*Dataset records*:
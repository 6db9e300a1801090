// Interlink: internal link suggestions for content libraries.
//
// This is the library root. The matching core (tokenize, scoring, phrase)
// is pure and synchronous; pool, store, and output are the seams to the
// world around it.

pub mod config;
pub mod output;
pub mod phrase;
pub mod pipeline;
pub mod pool;
pub mod scoring;
pub mod status;
pub mod store;
pub mod tokenize;
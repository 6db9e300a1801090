// Stop-word sets per language, built once from the stop-words crate.
//
// The crate's lists cover the common function words (articles,
// conjunctions, prepositions, pronouns, auxiliaries) the tokenizer must
// drop. Lookups are against a HashSet so per-word filtering is O(1).

use std::collections::HashSet;

use once_cell::sync::Lazy;
use stop_words::{get, LANGUAGE};

use crate::config::Language;

static ENGLISH: Lazy<HashSet<String>> = Lazy::new(|| get(LANGUAGE::English).into_iter().collect());

static GERMAN: Lazy<HashSet<String>> = Lazy::new(|| get(LANGUAGE::German).into_iter().collect());

/// The stop-word set for a language.
pub fn set(language: Language) -> &'static HashSet<String> {
    match language {
        Language::English => &ENGLISH,
        Language::German => &GERMAN,
    }
}
// Unit tests for the phrase locator.
//
// Covers the N-gram window scoring trade-off, link-span removal, the
// deterministic tie-break, and the exists-in-source property.

use interlink::phrase::{
    find_best_phrase, strip_links, MAX_PHRASE_WORDS, MIN_PHRASE_WORDS,
};
use interlink::tokenize::plain_text;

fn topics(words: &[&str]) -> Vec<String> {
    words.iter().map(|w| w.to_string()).collect()
}

fn locate(content: &str, topic: &[&str]) -> String {
    find_best_phrase(content, &topics(topic), MIN_PHRASE_WORDS, MAX_PHRASE_WORDS)
}

// ============================================================
// Window scoring
// ============================================================

#[test]
fn dense_exact_window_wins() {
    let phrase = locate(
        "filler filler wordpress seo checklist filler filler",
        &["wordpress", "seo", "checklist"],
    );
    // 3 shared of 3 words: 1.0 + 0.3 beats every diluted longer window
    assert_eq!(phrase, "wordpress seo checklist");
}

#[test]
fn length_bonus_prefers_longer_full_density_windows() {
    let phrase = locate(
        "intro wordpress seo checklist basics outro",
        &["wordpress", "seo", "checklist", "basics"],
    );
    // 4/4 + 0.4 = 1.4 beats 3/3 + 0.3 = 1.3
    assert_eq!(phrase, "wordpress seo checklist basics");
}

#[test]
fn single_shared_word_still_anchors_a_two_word_phrase() {
    let phrase = locate("all about caching today", &["caching"]);
    // Best 2-word window containing the shared word, first found
    assert_eq!(phrase, "about caching");
}

#[test]
fn ties_go_to_the_first_window_in_scan_order() {
    let phrase = find_best_phrase(
        "alpha seo middle words ranking omega",
        &topics(&["seo", "ranking"]),
        2,
        2,
    );
    assert_eq!(phrase, "alpha seo");
}

#[test]
fn original_casing_is_returned() {
    let phrase = locate("Read the WordPress SEO Checklist now", &["wordpress", "seo", "checklist"]);
    assert_eq!(phrase, "WordPress SEO Checklist");
}

// ============================================================
// Link-span removal (no double-linking)
// ============================================================

#[test]
fn fully_linked_match_returns_empty() {
    let phrase = locate(
        r#"Visit <a href="/x">WordPress SEO</a> for plugins"#,
        &["wordpress", "seo"],
    );
    assert_eq!(phrase, "");
}

#[test]
fn linked_span_inner_text_never_leaks() {
    let content = r#"<a href="/a" class="ref">deep caching internals</a> plus other topics"#;
    let stripped = strip_links(content);
    assert!(!stripped.contains("deep caching internals"));
    assert_eq!(locate(content, &["caching"]), "");
}

#[test]
fn unlinked_second_occurrence_is_found() {
    let content = r#"<a href="/x">caching guide</a>; see the caching guide appendix"#;
    let phrase = locate(content, &["caching", "guide"]);
    assert_eq!(phrase, "caching guide");
}

// ============================================================
// Contracts and edge cases
// ============================================================

#[test]
fn empty_topic_tokens_return_empty() {
    assert_eq!(locate("plenty of source text here", &[]), "");
}

#[test]
fn no_overlap_returns_empty() {
    assert_eq!(locate("gardening notes for spring", &["kubernetes"]), "");
}

#[test]
fn input_shorter_than_min_window_returns_empty() {
    assert_eq!(locate("caching", &["caching"]), "");
    assert_eq!(locate("", &["caching"]), "");
}

#[test]
fn punctuation_between_words_fails_the_recheck() {
    // The window joins to "WordPress SEO", which does not literally occur
    // in "WordPress, SEO", so the defensive re-check must reject it
    let phrase = locate("WordPress, SEO tips", &["wordpress", "seo"]);
    assert_eq!(phrase, "");
}

#[test]
fn returned_phrase_always_occurs_in_stripped_text() {
    let samples = [
        "<p>Good caching strategies make sites faster.</p>",
        "Learn <em>plugin development</em> step by step",
        r#"old <a href="/x">link text</a> but plugin development continues"#,
    ];
    for content in samples {
        let phrase = locate(content, &["caching", "strategies", "plugin", "development"]);
        if !phrase.is_empty() {
            let text = plain_text(&strip_links(content)).to_lowercase();
            assert!(
                text.contains(&phrase.to_lowercase()),
                "phrase {phrase:?} not in stripped text of {content:?}"
            );
        }
    }
}
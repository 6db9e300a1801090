// Scoring: weighted token-overlap relevance and top-N ranking.

pub mod rank;
pub mod relevance;

pub use rank::{rank, MAX_RANKED};
pub use relevance::{apply_boost, overlap, score_candidate};
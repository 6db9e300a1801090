// Relevance score formula.
//
// A candidate's relevance is the weighted sum of its field overlaps with
// the source content's token set:
//
//   score = 3.0 * overlap(title) + 2.0 * overlap(tags)
//         + 1.5 * overlap(excerpt) + 1.0 * overlap(categories)
//
// where overlap(field) is the fraction of the field's distinct tokens
// that also appear in the content. The weights encode that a title match
// says more about topical fit than a tag match, which says more than a
// category match; the excerpt sits between tags and categories.

use std::collections::HashSet;

use crate::store::models::Candidate;

/// Weight for title token overlap.
pub const TITLE_WEIGHT: f64 = 3.0;
/// Weight for tag token overlap.
pub const TAG_WEIGHT: f64 = 2.0;
/// Weight for excerpt token overlap.
pub const EXCERPT_WEIGHT: f64 = 1.5;
/// Weight for category token overlap.
pub const CATEGORY_WEIGHT: f64 = 1.0;

/// Fraction of `field`'s distinct tokens present in `content`, in
/// [0.0, 1.0]. An empty field scores 0.0, never a division by zero.
pub fn overlap(content: &HashSet<String>, field: &[String]) -> f64 {
    if field.is_empty() {
        return 0.0;
    }
    let distinct: HashSet<&str> = field.iter().map(String::as_str).collect();
    let shared = distinct.iter().filter(|t| content.contains(**t)).count();
    shared as f64 / distinct.len() as f64
}

/// The weighted relevance score of one candidate against the source
/// content's token set. Always >= 0; 0 means no field overlaps at all.
pub fn score_candidate(content: &HashSet<String>, candidate: &Candidate) -> f64 {
    TITLE_WEIGHT * overlap(content, &candidate.title_tokens)
        + TAG_WEIGHT * overlap(content, &candidate.tag_tokens)
        + EXCERPT_WEIGHT * overlap(content, &candidate.excerpt_tokens)
        + CATEGORY_WEIGHT * overlap(content, &candidate.category_tokens)
}

/// Multiply a score by an editorial boost factor.
///
/// A zero score stays exactly zero regardless of the factor; boosting
/// can amplify relevance but never manufacture it.
pub fn apply_boost(score: f64, factor: f64) -> f64 {
    if score == 0.0 {
        return 0.0;
    }
    score * factor
}
// End-to-end suggestion pipeline.
//
// tokenize source -> candidate pool (minus self) -> exclusion filter ->
// score + boost -> rank -> locate an anchor phrase per survivor, in score
// order, until 10 suggestions are collected. High scorers without a
// locatable phrase are skipped, so the result stays in descending score
// order post-filter.

use std::collections::HashSet;

use anyhow::Result;
use tracing::{debug, info};

use crate::config::Settings;
use crate::phrase::{find_best_phrase, MAX_PHRASE_WORDS, MIN_PHRASE_WORDS};
use crate::pool::{filter_excluded, PoolBuilder};
use crate::scoring::{apply_boost, rank, score_candidate};
use crate::store::models::{Candidate, ScoredCandidate, Suggestion};
use crate::tokenize::tokenize;

/// Cap on suggestions returned per analysis request.
pub const MAX_SUGGESTIONS: usize = 10;

/// Run the full pipeline for one source item.
///
/// Returns an empty list both when the source has no analyzable text and
/// when nothing in the pool matches; the calling layer distinguishes the
/// two for its status message, the core does not.
pub fn run(
    pool_builder: &PoolBuilder,
    settings: &Settings,
    source_id: u64,
    raw_content: &str,
) -> Result<Vec<Suggestion>> {
    let content_tokens = tokenize(raw_content, settings.language);
    if content_tokens.is_empty() {
        debug!(source_id, "Source content yields no tokens, skipping analysis");
        return Ok(Vec::new());
    }
    let content: HashSet<String> = content_tokens.into_iter().collect();

    let candidates = pool_builder.pool(source_id, settings.language)?;
    let candidates = filter_excluded(candidates, &settings.excluded_ids);
    if candidates.is_empty() {
        return Ok(Vec::new());
    }

    let boosts = settings.boost_map();
    let scored: Vec<ScoredCandidate> = candidates
        .into_iter()
        .map(|candidate| {
            let base = score_candidate(&content, &candidate);
            let (score, boosted) = match boosts.get(&candidate.id) {
                Some(&factor) => (apply_boost(base, factor), factor > 1.0 && base > 0.0),
                None => (base, false),
            };
            ScoredCandidate {
                candidate,
                score,
                boosted,
            }
        })
        .collect();

    let ranked = rank(scored, settings.max_candidates);

    let mut suggestions = Vec::with_capacity(MAX_SUGGESTIONS);
    for entry in ranked {
        if suggestions.len() >= MAX_SUGGESTIONS {
            break;
        }
        let topic = topic_tokens(&entry.candidate);
        let phrase = find_best_phrase(raw_content, &topic, MIN_PHRASE_WORDS, MAX_PHRASE_WORDS);
        if phrase.is_empty() {
            debug!(
                candidate_id = entry.candidate.id,
                score = entry.score,
                "No anchor phrase located, skipping candidate"
            );
            continue;
        }
        suggestions.push(Suggestion {
            phrase,
            candidate_id: entry.candidate.id,
            title: entry.candidate.title,
            url: entry.candidate.url,
            score: entry.score,
            boosted: entry.boosted,
        });
    }

    info!(source_id, suggestions = suggestions.len(), "Analysis complete");
    Ok(suggestions)
}

/// A candidate's topic identity for anchor matching: title plus tag
/// tokens, deduplicated, order preserved. Categories are left out: they
/// are broad taxonomy labels and anchor poorly.
fn topic_tokens(candidate: &Candidate) -> Vec<String> {
    let mut seen: HashSet<&str> = HashSet::new();
    let mut topic = Vec::new();
    for token in candidate.title_tokens.iter().chain(candidate.tag_tokens.iter()) {
        if seen.insert(token.as_str()) {
            topic.push(token.clone());
        }
    }
    topic
}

*Task statement*: In the entries above, which lines hold the string "skipping"? Report all of them.

*Response*:
        debug!(source_id, "Source content yields no tokens, skipping analysis");
                "No anchor phrase located, skipping candidate"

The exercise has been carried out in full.